Exercise description » Copy each line of the data beneath in which the word "paygate" appears.

Stored data
= Beginning of Section =

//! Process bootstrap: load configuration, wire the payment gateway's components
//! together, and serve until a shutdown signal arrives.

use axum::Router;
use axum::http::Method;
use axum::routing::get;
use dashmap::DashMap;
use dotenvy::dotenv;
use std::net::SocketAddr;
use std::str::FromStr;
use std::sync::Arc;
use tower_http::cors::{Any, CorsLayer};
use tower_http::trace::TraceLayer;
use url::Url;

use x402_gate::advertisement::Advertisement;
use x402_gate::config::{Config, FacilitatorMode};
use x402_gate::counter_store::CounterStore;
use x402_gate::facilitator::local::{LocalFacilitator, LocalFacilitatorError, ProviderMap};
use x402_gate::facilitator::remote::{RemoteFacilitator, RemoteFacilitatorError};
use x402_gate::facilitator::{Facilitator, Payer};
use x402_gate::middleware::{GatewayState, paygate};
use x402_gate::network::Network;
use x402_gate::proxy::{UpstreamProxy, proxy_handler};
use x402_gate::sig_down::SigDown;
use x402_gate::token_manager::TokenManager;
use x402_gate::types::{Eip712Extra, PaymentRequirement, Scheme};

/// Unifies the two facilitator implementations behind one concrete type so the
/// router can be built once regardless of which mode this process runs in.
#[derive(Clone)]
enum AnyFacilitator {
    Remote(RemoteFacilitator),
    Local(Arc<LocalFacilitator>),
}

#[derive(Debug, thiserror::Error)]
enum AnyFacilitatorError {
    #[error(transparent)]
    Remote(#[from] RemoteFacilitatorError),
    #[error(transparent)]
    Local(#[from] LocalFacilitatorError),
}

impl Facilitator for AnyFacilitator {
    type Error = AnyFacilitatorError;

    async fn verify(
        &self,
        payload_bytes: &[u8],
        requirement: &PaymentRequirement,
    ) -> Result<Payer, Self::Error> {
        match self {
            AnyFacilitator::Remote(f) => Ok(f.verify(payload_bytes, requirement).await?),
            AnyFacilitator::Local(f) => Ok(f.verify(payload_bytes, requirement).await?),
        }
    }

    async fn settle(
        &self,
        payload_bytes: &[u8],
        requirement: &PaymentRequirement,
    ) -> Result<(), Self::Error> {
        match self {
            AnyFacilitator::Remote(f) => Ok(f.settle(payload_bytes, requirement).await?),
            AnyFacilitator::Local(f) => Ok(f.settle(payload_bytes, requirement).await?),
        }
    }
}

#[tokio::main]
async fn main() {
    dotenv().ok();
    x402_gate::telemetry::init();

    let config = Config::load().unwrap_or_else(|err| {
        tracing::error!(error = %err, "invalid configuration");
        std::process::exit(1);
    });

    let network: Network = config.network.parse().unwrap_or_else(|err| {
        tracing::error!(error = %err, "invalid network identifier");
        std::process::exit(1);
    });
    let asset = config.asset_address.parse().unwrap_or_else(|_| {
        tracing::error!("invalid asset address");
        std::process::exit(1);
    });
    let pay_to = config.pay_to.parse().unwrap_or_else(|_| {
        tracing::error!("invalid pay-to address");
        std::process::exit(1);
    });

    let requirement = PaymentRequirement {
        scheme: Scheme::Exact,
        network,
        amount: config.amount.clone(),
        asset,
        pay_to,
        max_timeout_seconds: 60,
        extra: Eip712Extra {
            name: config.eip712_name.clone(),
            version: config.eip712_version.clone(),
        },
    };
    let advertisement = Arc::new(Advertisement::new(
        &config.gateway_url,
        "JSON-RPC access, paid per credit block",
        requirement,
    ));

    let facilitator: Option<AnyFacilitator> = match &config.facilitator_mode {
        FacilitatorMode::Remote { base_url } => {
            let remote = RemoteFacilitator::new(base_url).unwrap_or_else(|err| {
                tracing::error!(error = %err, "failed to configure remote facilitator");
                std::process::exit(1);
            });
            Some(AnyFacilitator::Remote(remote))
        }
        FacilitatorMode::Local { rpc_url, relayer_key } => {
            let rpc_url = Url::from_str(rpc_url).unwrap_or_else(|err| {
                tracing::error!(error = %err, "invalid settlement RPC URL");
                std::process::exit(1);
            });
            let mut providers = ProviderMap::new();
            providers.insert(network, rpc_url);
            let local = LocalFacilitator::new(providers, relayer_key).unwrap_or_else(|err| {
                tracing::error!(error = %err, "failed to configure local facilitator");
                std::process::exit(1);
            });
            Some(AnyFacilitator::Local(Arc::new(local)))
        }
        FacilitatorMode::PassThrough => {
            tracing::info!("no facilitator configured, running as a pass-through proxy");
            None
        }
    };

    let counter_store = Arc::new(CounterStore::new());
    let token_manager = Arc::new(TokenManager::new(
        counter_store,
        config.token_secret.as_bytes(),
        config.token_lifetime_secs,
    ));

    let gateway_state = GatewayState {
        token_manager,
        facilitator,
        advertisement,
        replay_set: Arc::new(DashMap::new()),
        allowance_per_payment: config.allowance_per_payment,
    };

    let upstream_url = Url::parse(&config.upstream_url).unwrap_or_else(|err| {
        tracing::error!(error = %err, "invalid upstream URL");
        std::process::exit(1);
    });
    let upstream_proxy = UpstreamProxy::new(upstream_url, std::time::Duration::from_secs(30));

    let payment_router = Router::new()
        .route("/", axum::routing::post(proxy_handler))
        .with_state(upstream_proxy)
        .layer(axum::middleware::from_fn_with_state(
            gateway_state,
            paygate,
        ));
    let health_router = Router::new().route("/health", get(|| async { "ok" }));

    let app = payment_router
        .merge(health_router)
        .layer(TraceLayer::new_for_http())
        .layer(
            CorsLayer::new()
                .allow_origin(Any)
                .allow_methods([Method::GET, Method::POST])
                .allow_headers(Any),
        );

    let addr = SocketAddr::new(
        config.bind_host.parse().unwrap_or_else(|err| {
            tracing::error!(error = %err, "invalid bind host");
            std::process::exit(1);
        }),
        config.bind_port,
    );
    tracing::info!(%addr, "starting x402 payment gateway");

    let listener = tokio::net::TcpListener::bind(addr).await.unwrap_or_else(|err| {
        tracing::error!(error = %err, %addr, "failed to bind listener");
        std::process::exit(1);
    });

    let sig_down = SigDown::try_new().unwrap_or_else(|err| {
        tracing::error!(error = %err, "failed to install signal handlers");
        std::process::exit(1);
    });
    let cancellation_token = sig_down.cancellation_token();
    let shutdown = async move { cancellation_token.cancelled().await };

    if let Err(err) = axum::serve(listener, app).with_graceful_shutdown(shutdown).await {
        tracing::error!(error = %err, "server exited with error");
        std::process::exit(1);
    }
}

= End of Section =

Answer box »
use x402_gate::middleware::{GatewayState, paygate};
            paygate,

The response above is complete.